What you need to do> Return, from the data below, each line that contains the word "prune".

Source material>

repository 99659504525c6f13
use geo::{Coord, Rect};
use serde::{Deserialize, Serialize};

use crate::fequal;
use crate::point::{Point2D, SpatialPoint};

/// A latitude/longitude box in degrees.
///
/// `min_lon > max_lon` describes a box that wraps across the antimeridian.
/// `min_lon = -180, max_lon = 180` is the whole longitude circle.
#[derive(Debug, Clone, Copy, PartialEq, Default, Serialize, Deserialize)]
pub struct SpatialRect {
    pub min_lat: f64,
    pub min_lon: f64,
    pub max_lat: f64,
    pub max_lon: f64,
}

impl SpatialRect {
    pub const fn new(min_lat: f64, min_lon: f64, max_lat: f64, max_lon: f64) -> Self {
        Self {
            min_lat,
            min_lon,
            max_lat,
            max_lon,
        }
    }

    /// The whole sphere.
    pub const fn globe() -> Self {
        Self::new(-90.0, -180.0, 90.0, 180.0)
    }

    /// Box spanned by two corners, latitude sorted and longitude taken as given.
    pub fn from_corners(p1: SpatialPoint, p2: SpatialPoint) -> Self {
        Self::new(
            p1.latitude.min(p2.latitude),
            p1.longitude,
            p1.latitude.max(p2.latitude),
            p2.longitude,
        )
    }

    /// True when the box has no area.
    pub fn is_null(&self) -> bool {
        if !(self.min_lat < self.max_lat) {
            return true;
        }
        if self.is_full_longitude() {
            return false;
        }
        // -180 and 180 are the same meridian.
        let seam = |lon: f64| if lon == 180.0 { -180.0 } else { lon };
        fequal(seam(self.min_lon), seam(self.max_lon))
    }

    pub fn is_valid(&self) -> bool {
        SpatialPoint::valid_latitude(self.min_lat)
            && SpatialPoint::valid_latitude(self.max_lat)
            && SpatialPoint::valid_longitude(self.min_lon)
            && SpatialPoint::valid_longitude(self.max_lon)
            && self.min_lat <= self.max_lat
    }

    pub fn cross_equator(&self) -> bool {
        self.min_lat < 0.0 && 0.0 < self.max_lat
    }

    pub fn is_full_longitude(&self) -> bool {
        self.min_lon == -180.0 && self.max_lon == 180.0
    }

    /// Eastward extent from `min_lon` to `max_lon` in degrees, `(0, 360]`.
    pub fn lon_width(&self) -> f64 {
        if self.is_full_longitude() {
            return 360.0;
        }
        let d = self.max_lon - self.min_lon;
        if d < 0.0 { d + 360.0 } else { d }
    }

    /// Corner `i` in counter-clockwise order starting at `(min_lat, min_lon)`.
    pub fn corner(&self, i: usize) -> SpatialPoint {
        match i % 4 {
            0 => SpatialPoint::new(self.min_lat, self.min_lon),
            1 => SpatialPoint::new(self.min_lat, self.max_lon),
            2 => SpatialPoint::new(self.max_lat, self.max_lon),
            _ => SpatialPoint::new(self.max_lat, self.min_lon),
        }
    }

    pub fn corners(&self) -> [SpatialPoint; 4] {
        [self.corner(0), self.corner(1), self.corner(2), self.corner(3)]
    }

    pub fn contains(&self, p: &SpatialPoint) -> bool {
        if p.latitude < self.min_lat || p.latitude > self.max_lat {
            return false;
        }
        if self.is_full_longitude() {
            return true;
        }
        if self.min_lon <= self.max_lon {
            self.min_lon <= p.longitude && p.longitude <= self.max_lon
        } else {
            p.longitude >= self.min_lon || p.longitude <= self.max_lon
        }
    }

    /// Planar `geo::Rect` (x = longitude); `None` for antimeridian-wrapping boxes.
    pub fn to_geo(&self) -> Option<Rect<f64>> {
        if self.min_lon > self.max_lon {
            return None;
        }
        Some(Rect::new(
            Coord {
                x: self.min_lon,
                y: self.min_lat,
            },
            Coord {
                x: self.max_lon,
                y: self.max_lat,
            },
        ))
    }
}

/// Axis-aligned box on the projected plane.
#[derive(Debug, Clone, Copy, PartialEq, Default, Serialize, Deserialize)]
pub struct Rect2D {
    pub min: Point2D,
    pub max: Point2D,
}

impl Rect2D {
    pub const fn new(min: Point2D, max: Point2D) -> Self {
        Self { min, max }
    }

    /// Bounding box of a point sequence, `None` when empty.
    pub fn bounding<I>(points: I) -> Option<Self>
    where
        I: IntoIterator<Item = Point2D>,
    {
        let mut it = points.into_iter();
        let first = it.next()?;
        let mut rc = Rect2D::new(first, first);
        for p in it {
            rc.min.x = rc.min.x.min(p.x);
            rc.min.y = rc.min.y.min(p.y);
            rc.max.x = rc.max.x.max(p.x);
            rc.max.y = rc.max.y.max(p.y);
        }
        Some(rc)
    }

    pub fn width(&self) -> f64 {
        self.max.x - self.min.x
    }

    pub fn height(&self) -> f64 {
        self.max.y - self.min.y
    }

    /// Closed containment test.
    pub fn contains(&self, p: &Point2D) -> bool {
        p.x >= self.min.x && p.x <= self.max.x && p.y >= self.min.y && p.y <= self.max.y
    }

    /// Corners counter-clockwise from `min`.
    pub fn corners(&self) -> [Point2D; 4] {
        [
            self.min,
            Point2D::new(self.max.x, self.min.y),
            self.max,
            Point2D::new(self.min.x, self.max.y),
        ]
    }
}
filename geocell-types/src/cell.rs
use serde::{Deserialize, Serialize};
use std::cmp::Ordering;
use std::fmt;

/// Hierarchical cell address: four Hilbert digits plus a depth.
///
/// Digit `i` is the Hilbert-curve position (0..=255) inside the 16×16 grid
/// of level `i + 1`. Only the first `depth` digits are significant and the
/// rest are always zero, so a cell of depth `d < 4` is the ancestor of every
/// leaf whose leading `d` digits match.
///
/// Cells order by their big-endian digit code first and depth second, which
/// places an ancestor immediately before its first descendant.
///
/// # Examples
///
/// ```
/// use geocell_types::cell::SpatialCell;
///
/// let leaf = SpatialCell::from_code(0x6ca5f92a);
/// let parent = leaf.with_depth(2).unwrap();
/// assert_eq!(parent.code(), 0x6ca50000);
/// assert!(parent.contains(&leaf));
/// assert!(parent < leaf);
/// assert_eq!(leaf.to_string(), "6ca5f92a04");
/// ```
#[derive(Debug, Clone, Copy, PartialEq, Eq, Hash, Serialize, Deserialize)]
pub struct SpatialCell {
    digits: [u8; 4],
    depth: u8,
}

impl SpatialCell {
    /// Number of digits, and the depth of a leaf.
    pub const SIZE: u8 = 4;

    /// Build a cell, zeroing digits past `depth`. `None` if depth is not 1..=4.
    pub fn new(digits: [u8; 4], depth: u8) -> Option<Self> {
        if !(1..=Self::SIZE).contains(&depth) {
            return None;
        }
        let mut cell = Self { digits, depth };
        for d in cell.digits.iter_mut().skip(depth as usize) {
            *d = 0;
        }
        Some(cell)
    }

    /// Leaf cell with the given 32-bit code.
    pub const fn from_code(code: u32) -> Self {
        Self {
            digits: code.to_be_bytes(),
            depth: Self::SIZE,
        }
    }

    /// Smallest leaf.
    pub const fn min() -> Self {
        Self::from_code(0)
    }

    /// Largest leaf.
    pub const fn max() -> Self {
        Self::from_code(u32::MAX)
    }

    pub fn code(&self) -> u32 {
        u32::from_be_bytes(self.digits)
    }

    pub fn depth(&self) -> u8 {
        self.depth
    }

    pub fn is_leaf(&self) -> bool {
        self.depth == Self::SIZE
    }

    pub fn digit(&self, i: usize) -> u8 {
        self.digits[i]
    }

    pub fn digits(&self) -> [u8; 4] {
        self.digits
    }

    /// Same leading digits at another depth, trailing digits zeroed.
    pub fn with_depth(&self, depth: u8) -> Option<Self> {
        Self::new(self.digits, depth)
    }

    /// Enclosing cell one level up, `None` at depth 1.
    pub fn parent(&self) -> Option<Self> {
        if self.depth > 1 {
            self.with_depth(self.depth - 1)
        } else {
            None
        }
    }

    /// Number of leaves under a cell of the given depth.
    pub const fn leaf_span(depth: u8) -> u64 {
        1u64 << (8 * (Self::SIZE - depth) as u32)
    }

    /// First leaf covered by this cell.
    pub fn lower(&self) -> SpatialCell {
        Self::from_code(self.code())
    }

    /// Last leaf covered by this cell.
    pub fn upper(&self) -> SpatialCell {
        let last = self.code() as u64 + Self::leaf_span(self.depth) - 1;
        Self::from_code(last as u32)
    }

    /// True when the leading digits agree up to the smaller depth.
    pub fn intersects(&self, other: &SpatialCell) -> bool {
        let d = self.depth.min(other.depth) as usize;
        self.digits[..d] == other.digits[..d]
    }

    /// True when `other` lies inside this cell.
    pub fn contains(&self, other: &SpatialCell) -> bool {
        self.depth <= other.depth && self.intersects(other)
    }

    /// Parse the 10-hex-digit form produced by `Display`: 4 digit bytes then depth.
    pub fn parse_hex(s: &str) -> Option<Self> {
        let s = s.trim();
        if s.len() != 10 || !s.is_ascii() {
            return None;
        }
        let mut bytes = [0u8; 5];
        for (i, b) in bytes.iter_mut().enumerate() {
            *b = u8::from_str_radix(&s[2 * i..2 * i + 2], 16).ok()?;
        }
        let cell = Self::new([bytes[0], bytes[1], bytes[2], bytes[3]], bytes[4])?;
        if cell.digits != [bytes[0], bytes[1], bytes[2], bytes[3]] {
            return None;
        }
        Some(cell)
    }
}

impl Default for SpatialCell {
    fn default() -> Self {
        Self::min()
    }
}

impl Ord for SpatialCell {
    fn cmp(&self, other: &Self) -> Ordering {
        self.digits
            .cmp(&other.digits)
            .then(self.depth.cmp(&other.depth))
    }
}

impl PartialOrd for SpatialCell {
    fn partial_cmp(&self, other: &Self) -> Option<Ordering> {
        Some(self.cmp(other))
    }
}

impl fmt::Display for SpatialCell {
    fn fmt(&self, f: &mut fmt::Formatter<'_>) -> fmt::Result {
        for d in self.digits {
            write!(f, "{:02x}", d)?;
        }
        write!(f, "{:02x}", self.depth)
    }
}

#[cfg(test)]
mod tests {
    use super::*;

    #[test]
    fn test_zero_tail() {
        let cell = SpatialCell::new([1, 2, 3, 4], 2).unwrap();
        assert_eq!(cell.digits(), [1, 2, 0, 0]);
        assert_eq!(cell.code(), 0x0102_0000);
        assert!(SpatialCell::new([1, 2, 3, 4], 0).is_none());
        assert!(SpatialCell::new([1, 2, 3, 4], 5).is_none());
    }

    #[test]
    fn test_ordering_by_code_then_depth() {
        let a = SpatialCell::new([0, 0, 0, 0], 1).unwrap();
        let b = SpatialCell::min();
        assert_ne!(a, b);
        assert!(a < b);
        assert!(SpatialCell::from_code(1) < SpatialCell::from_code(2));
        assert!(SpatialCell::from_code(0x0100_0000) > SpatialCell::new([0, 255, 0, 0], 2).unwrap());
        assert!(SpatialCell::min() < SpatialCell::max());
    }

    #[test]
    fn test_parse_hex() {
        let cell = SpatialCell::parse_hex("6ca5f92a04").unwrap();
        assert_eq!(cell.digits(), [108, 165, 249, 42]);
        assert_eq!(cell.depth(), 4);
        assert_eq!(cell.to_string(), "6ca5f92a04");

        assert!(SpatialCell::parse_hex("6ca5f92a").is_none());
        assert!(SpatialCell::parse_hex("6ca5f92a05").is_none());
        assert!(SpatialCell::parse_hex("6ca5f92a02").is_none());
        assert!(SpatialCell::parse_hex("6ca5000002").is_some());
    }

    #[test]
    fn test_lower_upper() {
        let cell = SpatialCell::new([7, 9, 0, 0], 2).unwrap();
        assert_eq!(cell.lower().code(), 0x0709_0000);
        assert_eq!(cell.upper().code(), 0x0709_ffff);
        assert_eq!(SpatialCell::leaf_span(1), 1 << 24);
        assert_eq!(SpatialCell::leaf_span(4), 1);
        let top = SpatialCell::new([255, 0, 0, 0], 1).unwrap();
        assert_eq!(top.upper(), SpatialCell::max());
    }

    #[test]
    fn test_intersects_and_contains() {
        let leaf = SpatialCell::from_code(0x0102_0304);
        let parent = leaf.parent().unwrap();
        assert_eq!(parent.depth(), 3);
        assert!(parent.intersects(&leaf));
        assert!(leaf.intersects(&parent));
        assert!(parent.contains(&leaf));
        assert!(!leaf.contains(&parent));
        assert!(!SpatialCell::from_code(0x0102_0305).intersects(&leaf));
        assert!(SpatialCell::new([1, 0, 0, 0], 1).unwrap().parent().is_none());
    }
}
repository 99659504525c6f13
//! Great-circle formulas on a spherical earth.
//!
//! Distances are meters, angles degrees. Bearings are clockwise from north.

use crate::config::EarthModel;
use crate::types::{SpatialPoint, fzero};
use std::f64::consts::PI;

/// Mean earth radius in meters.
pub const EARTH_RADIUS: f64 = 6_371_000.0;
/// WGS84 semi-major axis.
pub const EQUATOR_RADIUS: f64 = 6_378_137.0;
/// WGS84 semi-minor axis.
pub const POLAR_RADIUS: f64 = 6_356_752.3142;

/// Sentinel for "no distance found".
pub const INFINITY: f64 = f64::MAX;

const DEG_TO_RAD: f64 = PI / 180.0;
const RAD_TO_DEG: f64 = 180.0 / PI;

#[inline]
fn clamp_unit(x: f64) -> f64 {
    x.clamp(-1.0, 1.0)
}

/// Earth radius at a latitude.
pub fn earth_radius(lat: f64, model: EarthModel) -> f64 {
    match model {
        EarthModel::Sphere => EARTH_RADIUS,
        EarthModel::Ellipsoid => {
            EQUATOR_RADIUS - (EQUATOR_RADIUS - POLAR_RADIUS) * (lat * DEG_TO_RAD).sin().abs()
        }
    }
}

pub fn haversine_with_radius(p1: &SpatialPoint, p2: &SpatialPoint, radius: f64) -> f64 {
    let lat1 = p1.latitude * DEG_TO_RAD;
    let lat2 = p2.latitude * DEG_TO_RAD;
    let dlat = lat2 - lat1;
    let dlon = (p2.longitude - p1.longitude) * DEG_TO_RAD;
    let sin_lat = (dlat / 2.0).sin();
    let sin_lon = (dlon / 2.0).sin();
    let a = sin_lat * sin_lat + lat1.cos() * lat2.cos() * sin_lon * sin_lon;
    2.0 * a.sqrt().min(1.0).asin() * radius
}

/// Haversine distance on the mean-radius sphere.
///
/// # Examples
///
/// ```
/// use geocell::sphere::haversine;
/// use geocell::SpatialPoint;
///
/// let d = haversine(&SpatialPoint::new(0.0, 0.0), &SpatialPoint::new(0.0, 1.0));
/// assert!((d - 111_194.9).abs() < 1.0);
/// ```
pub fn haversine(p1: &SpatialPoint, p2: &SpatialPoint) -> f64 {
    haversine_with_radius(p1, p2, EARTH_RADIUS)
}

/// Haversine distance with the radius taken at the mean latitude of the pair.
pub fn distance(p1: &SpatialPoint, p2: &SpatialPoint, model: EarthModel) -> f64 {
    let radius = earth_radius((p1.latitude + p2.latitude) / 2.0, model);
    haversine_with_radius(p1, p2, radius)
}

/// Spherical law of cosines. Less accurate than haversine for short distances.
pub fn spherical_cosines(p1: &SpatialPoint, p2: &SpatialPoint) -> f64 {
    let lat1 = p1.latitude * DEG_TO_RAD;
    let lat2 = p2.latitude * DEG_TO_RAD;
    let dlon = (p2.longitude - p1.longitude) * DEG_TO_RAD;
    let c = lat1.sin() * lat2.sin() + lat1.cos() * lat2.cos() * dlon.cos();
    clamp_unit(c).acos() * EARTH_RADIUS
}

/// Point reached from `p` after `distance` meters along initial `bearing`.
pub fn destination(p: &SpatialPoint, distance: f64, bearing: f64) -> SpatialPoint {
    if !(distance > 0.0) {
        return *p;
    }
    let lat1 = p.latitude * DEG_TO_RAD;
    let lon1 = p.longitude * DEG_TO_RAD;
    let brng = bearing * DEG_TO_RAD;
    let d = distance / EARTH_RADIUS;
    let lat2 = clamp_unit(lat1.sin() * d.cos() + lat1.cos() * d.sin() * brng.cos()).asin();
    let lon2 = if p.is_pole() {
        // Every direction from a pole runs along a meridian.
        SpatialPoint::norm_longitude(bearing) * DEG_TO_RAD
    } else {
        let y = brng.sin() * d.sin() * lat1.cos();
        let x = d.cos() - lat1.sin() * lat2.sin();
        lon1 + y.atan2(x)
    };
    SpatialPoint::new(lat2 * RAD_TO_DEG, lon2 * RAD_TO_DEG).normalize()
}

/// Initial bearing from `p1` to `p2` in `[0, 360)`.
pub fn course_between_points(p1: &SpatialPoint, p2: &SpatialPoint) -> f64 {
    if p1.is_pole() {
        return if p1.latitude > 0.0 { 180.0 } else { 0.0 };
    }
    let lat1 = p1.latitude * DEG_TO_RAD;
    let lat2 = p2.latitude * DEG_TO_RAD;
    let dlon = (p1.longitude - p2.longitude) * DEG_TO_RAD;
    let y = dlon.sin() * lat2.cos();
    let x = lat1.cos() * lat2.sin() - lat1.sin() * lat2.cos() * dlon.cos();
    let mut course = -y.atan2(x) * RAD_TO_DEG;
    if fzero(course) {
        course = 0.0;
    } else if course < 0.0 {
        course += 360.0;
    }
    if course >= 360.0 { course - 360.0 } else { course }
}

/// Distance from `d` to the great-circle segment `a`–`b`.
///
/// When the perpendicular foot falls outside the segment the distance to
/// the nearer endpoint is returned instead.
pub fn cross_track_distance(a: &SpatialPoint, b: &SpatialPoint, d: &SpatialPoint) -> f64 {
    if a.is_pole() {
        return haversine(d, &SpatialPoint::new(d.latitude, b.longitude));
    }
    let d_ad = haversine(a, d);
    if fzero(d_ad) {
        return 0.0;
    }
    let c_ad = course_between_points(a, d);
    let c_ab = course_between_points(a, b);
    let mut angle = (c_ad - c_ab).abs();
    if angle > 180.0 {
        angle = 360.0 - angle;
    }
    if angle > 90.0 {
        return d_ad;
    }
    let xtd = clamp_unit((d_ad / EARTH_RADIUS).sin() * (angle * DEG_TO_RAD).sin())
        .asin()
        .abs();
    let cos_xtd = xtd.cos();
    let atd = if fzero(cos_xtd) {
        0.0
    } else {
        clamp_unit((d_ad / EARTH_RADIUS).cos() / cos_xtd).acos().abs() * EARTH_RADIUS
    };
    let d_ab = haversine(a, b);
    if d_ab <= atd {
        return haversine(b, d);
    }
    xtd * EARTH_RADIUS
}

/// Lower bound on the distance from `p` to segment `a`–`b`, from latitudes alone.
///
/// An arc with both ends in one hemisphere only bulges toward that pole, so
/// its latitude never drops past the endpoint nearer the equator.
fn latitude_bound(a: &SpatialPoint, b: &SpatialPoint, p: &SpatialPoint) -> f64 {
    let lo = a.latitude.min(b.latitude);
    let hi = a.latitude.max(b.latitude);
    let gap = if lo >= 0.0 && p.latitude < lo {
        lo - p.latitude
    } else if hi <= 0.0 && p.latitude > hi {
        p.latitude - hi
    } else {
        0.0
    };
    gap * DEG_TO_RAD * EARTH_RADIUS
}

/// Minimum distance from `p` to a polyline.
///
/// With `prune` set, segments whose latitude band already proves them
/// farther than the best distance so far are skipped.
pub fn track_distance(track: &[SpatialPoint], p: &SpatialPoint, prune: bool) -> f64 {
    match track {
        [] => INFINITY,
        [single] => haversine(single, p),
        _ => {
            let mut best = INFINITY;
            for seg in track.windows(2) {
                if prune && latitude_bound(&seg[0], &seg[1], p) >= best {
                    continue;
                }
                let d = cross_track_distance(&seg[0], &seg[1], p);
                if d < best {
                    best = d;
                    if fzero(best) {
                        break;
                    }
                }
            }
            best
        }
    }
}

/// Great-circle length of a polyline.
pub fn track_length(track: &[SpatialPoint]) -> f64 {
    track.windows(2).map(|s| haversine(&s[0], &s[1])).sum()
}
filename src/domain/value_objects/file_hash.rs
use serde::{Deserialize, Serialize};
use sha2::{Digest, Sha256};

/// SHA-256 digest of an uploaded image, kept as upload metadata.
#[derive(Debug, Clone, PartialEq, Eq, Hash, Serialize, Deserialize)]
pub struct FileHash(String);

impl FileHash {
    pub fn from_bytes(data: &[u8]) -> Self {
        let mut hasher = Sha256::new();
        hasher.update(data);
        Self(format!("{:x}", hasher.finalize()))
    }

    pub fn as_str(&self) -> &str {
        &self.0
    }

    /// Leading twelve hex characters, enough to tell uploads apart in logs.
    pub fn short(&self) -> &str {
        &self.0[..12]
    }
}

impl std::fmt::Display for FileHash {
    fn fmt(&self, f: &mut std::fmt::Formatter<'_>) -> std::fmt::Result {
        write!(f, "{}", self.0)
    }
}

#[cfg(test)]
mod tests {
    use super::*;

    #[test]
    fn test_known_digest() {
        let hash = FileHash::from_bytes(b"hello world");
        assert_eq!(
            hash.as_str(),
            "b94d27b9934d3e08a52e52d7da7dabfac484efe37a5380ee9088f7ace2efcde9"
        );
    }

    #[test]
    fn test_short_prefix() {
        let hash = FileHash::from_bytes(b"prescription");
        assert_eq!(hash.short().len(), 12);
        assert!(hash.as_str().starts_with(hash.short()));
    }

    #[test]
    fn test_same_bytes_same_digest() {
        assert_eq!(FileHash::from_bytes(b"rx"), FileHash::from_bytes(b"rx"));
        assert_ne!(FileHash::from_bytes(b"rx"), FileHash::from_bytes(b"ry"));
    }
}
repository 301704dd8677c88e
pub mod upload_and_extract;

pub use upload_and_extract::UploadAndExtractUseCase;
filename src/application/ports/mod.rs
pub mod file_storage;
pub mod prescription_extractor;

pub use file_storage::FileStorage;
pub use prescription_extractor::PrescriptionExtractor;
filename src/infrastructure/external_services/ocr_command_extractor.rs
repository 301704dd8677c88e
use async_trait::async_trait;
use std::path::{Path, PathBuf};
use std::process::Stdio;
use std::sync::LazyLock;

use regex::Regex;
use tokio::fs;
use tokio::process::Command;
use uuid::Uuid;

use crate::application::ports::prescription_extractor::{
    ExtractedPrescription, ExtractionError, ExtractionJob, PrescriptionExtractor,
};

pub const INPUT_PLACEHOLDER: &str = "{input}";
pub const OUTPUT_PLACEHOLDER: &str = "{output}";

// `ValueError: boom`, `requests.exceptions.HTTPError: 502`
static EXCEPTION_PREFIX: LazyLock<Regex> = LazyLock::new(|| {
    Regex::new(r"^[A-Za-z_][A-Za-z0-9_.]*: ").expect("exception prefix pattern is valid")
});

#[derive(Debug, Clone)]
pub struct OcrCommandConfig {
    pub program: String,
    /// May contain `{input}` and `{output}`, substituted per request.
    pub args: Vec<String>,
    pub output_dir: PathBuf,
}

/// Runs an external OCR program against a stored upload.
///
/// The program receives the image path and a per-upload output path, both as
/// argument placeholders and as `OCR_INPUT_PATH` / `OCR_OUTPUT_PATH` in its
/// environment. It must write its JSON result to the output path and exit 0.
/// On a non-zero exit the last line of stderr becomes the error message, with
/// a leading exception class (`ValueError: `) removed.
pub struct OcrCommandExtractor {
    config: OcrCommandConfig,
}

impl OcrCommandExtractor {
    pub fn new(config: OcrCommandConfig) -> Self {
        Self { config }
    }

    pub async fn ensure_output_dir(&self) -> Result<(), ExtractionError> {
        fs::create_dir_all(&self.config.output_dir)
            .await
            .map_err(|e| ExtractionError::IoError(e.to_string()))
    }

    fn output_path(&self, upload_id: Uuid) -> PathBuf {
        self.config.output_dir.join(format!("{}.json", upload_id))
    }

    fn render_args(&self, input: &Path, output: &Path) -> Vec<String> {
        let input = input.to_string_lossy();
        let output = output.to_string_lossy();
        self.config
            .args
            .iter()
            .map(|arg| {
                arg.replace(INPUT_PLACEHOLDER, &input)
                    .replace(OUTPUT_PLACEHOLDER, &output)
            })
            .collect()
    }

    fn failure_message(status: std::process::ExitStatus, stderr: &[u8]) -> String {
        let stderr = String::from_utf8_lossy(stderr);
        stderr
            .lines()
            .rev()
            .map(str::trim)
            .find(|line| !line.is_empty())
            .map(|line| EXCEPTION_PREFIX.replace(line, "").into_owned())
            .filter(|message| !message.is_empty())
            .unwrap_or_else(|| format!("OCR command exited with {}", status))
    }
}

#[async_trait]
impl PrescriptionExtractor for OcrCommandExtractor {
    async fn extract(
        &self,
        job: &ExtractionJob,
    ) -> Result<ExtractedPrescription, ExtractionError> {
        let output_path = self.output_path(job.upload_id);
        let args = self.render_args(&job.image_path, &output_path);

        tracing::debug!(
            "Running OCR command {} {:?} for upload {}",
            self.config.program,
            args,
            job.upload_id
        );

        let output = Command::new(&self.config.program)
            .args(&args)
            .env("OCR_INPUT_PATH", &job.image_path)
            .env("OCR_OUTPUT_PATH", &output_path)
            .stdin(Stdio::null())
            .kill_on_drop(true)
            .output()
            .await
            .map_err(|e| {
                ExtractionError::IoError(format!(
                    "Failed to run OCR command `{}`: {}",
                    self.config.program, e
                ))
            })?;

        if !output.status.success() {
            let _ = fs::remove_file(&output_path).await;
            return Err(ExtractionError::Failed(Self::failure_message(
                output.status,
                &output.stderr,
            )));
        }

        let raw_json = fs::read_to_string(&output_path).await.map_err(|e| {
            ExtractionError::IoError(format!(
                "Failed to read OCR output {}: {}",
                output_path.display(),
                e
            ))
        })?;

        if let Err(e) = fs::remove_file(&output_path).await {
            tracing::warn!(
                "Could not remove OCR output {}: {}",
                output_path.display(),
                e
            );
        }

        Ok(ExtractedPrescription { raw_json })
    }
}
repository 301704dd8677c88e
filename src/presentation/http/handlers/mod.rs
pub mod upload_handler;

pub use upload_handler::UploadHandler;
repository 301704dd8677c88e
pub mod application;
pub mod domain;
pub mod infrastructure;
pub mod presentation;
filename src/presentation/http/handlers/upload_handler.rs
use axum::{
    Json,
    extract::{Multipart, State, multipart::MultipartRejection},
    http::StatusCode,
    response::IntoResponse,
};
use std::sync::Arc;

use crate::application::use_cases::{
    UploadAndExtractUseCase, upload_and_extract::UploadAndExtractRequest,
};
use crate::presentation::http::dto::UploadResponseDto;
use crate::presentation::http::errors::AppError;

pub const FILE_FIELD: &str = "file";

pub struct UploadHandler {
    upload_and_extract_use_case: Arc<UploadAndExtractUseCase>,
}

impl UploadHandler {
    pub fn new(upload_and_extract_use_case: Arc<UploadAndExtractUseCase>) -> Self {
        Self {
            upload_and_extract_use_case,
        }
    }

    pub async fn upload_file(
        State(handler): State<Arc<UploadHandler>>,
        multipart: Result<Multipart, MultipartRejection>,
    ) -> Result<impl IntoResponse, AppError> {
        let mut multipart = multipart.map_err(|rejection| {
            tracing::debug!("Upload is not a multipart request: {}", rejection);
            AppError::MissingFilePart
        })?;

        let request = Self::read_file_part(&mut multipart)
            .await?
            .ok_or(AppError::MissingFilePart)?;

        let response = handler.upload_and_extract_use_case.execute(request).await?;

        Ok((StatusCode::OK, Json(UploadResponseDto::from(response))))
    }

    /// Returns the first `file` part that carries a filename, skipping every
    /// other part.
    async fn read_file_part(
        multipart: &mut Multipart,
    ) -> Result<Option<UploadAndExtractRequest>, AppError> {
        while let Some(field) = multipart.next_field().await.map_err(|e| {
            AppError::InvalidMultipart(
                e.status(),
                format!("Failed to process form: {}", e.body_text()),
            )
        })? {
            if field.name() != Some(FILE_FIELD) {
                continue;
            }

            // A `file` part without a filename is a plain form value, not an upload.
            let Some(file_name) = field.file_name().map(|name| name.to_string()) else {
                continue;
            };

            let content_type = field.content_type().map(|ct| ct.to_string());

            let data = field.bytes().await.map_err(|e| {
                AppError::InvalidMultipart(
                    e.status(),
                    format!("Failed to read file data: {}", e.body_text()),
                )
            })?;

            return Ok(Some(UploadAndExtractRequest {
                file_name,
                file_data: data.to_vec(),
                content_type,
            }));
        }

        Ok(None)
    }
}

Response for this exercise>
/// With `prune` set, segments whose latitude band already proves them
pub fn track_distance(track: &[SpatialPoint], p: &SpatialPoint, prune: bool) -> f64 {
                if prune && latitude_bound(&seg[0], &seg[1], p) >= best {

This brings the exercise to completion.